Chicago Journal
On the quads
Vice President and Dean of Students Steve Klass
has recommended to President Don M. Randel the decommissioning
of Shoreland residence hall. The 650 lost beds, Klass said,
would be incorporated into “the next phase of residence hall
construction,” which administrators plan to build closer to
the campus center. (See “End
of an era?” December/03)....
Meanwhile, student life goes on. A new undergrad
magazine, Vita Excolatur, adds erotica to U of C rag bins.

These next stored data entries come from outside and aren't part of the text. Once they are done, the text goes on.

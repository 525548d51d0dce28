//! Value Normalizers.
//!
//! Applied after reference resolution, dispatched on the token's kind tag
//! (never on path text). Both normalizers are transitive: a value reached
//! through a reference chain is normalized the same as a literal, and
//! composite members are normalized by sub-property name at any depth.
//! A value a normalizer cannot interpret passes through unchanged with a
//! diagnostic; normalization never fails a build.

use crate::error::Diagnostic;
use crate::token::{Scalar, Token, TokenKind, TokenPath, TokenTree, TokenValue};
use std::collections::BTreeMap;

/// Normalize every opacity and font-weight value in `tree`, returning a new
/// tree plus the diagnostics for values that could not be interpreted.
pub fn normalize(tree: &TokenTree) -> (TokenTree, Vec<Diagnostic>) {
    let mut diagnostics = Vec::new();
    let normalized = tree.map_tokens(|path, token| normalize_token(path, token, &mut diagnostics));
    (normalized, diagnostics)
}

fn normalize_token(path: &TokenPath, token: &Token, diagnostics: &mut Vec<Diagnostic>) -> Token {
    let value = match (&token.kind, &token.value) {
        (TokenKind::Opacity, value) => normalize_opacity(path, value, diagnostics),
        (TokenKind::FontWeight, value) => normalize_font_weight(path, value, diagnostics),
        (_, TokenValue::Composite(members)) => {
            normalize_composite(path, members, diagnostics)
        }
        _ => token.value.clone(),
    };
    Token {
        kind: token.kind.clone(),
        value,
        description: token.description.clone(),
    }
}

/// Composite members carry no kind tag of their own; the sub-property name
/// selects the normalizer.
fn normalize_composite(
    path: &TokenPath,
    members: &BTreeMap<String, TokenValue>,
    diagnostics: &mut Vec<Diagnostic>,
) -> TokenValue {
    let normalized = members
        .iter()
        .map(|(name, member)| {
            let member_path = path.child(name);
            let folded: String = name
                .chars()
                .filter(|c| !matches!(c, ' ' | '-' | '_'))
                .collect::<String>()
                .to_ascii_lowercase();
            let value = if folded.contains("fontweight") {
                normalize_font_weight(&member_path, member, diagnostics)
            } else if folded.contains("opacity") {
                normalize_opacity(&member_path, member, diagnostics)
            } else if let TokenValue::Composite(nested) = member {
                normalize_composite(&member_path, nested, diagnostics)
            } else {
                member.clone()
            };
            (name.clone(), value)
        })
        .collect();
    TokenValue::Composite(normalized)
}

/// Opacity: strip a unit suffix, parse, rescale 0-100 inputs to 0-1, format
/// to exactly two decimals.
fn normalize_opacity(
    path: &TokenPath,
    value: &TokenValue,
    diagnostics: &mut Vec<Diagnostic>,
) -> TokenValue {
    let numeric = match value {
        TokenValue::Literal(Scalar::Number(n)) => Some(*n),
        TokenValue::Literal(Scalar::String(s)) => strip_units(s).parse::<f64>().ok(),
        _ => None,
    };
    let Some(numeric) = numeric else {
        diagnostics.push(Diagnostic::Normalization {
            path: path.dotted(),
            value: value.render(),
            reason: "not a number after stripping units".to_string(),
        });
        return value.clone();
    };
    let scaled = if numeric > 1.0 { numeric / 100.0 } else { numeric };
    TokenValue::Literal(Scalar::String(format!("{scaled:.2}")))
}

fn strip_units(raw: &str) -> String {
    let mut out = raw.to_ascii_lowercase();
    // Alternation order matches the upstream pattern: `rem` before `em`.
    for unit in ["px", "rem", "em", "%"] {
        out = out.replace(unit, "");
    }
    out.trim().to_string()
}

/// Font weight: numbers pass through, numeric strings parse, keywords map
/// through the canonical table (case- and spacing-insensitive).
fn normalize_font_weight(
    path: &TokenPath,
    value: &TokenValue,
    diagnostics: &mut Vec<Diagnostic>,
) -> TokenValue {
    let raw = match value {
        TokenValue::Literal(Scalar::Number(_)) => return value.clone(),
        TokenValue::Literal(Scalar::String(s)) => s,
        _ => {
            diagnostics.push(Diagnostic::Normalization {
                path: path.dotted(),
                value: value.render(),
                reason: "not a font-weight literal".to_string(),
            });
            return value.clone();
        }
    };
    if let Ok(numeric) = raw.trim().parse::<i64>() {
        return TokenValue::Literal(Scalar::Number(numeric as f64));
    }
    match keyword_weight(raw) {
        Some(weight) => TokenValue::Literal(Scalar::Number(weight as f64)),
        None => {
            diagnostics.push(Diagnostic::Normalization {
                path: path.dotted(),
                value: raw.clone(),
                reason: "unknown font-weight keyword".to_string(),
            });
            value.clone()
        }
    }
}

fn keyword_weight(raw: &str) -> Option<u32> {
    let folded: String = raw
        .chars()
        .filter(|c| !c.is_whitespace())
        .collect::<String>()
        .to_ascii_lowercase();
    let weight = match folded.as_str() {
        "thin" | "hairline" => 100,
        "extralight" | "ultralight" => 200,
        "light" => 300,
        "normal" | "regular" => 400,
        "medium" => 500,
        "semibold" | "demibold" => 600,
        "bold" => 700,
        "extrabold" | "ultrabold" => 800,
        "black" | "heavy" => 900,
        "extrablack" | "ultrablack" => 950,
        _ => return None,
    };
    Some(weight)
}

#[cfg(test)]
mod tests {
    use super::*;
    use crate::token::parse_tree;
    use serde_json::json;

    fn literal(tree: &TokenTree, path: &str) -> String {
        tree.get(path).expect("token").value.render()
    }

    #[test]
    fn opacity_vectors() {
        let tree = parse_tree(&json!({
            "opacity": {
                "$type": "opacity",
                "px": { "$value": "56px" },
                "scale": { "$value": 32 },
                "fraction": { "$value": 0.7 },
                "full": { "$value": 1 }
            }
        }));
        let (normalized, diagnostics) = normalize(&tree);
        assert_eq!(literal(&normalized, "opacity.px"), "0.56");
        assert_eq!(literal(&normalized, "opacity.scale"), "0.32");
        assert_eq!(literal(&normalized, "opacity.fraction"), "0.70");
        assert_eq!(literal(&normalized, "opacity.full"), "1.00");
        assert!(diagnostics.is_empty());
    }

    #[test]
    fn opacity_units_and_percent_strip() {
        let tree = parse_tree(&json!({
            "o": {
                "$type": "opacity",
                "rem": { "$value": "0.4rem" },
                "percent": { "$value": "80%" }
            }
        }));
        let (normalized, diagnostics) = normalize(&tree);
        assert_eq!(literal(&normalized, "o.rem"), "0.40");
        assert_eq!(literal(&normalized, "o.percent"), "0.80");
        assert!(diagnostics.is_empty());
    }

    #[test]
    fn unparsable_opacity_passes_through_with_diagnostic() {
        let tree = parse_tree(&json!({
            "o": { "$type": "opacity", "bad": { "$value": "mostly opaque" } }
        }));
        let (normalized, diagnostics) = normalize(&tree);
        assert_eq!(literal(&normalized, "o.bad"), "mostly opaque");
        assert_eq!(diagnostics.len(), 1);
    }

    #[test]
    fn font_weight_vectors() {
        let tree = parse_tree(&json!({
            "w": {
                "$type": "fontWeights",
                "keyword": { "$value": "Semibold" },
                "spaced": { "$value": "semi bold" },
                "numeric_string": { "$value": "400" },
                "numeric": { "$value": 500 },
                "unknown": { "$value": "unknown-weight" }
            }
        }));
        let (normalized, diagnostics) = normalize(&tree);
        assert_eq!(literal(&normalized, "w.keyword"), "600");
        assert_eq!(literal(&normalized, "w.spaced"), "600");
        assert_eq!(literal(&normalized, "w.numeric_string"), "400");
        assert_eq!(literal(&normalized, "w.numeric"), "500");
        assert_eq!(literal(&normalized, "w.unknown"), "unknown-weight");
        assert_eq!(diagnostics.len(), 1);
        assert!(matches!(
            &diagnostics[0],
            Diagnostic::Normalization { path, .. } if path == "w.unknown"
        ));
    }

    #[test]
    fn composite_members_normalize_by_name() {
        let tree = parse_tree(&json!({
            "text": {
                "body": {
                    "$type": "typography",
                    "$value": { "fontSize": "16px", "fontWeight": "Bold" }
                }
            }
        }));
        let (normalized, diagnostics) = normalize(&tree);
        let TokenValue::Composite(members) =
            &normalized.get("text.body").expect("token").value
        else {
            panic!("composite expected");
        };
        assert_eq!(
            members.get("fontWeight"),
            Some(&TokenValue::Literal(Scalar::Number(700.0)))
        );
        // Untouched member survives as-is.
        assert_eq!(
            members.get("fontSize"),
            Some(&TokenValue::Literal(Scalar::String("16px".to_string())))
        );
        assert!(diagnostics.is_empty());
    }

    #[test]
    fn still_symbolic_value_passes_through_with_diagnostic() {
        let tree = parse_tree(&json!({
            "o": { "$type": "opacity", "ref": { "$value": "{missing.opacity}" } }
        }));
        let (normalized, diagnostics) = normalize(&tree);
        assert_eq!(literal(&normalized, "o.ref"), "{missing.opacity}");
        assert_eq!(diagnostics.len(), 1);
    }
}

Including literature, poetry, and drawings, the publication aims
to “remind” Chicago students “that we
are, in fact, sexual and attractive people,” editor
and third-year “Stephen T.” told the Maroon,
“and that sex and sexuality are not bad things and should
in no way be taboo.” But in an April letter to the Maroon,
first-year Liz Egan noted that the editors’ “unwillingness
to associate their names with this magazine detracts from the legitimacy
of their words.”...
A new online publication, the Chicago Quill
(www.chicagoquill.com),
explores politics, culture, and the arts—and is edited by
Magazine intern Phoebe Maltz, ‘05, who in the April 4 edition
slammed the low-carb craze in favor of the “nerdkins
diet,” including “the classic pairing of Twix
and Diet Coke.”...
Diving directly into politics, two U of C College
Republicans won Hyde Park offices in March. Grace Lin, ’06,
and Christopher Coordes, ‘05, both economics and mathematics
concentrators, were elected 20th Ward and 5th Ward GOP committeemen,
respectively. Lin told the Hyde Park Herald that she and
Coordes were approached by city Republicans
to run, and that newly elected Chicago GOP chair Clark Pellet funded
their campaigns....
Political science and law, letters, &
society concentrator Indivar Dutta-Gupta, ‘05, won a $26,000
Harry S. Truman scholarship, given each year to no more than 80
U.S. students poised to aid humanity
through public-service careers. Dutta-Gupta,
who cofounded the University’s American Civil Liberties Union
and Men in Service chapters, plans to do human-rights work in D.C.
and abroad, study international affairs in graduate school, and
eventually enter the government’s executive branch.—A.M.B.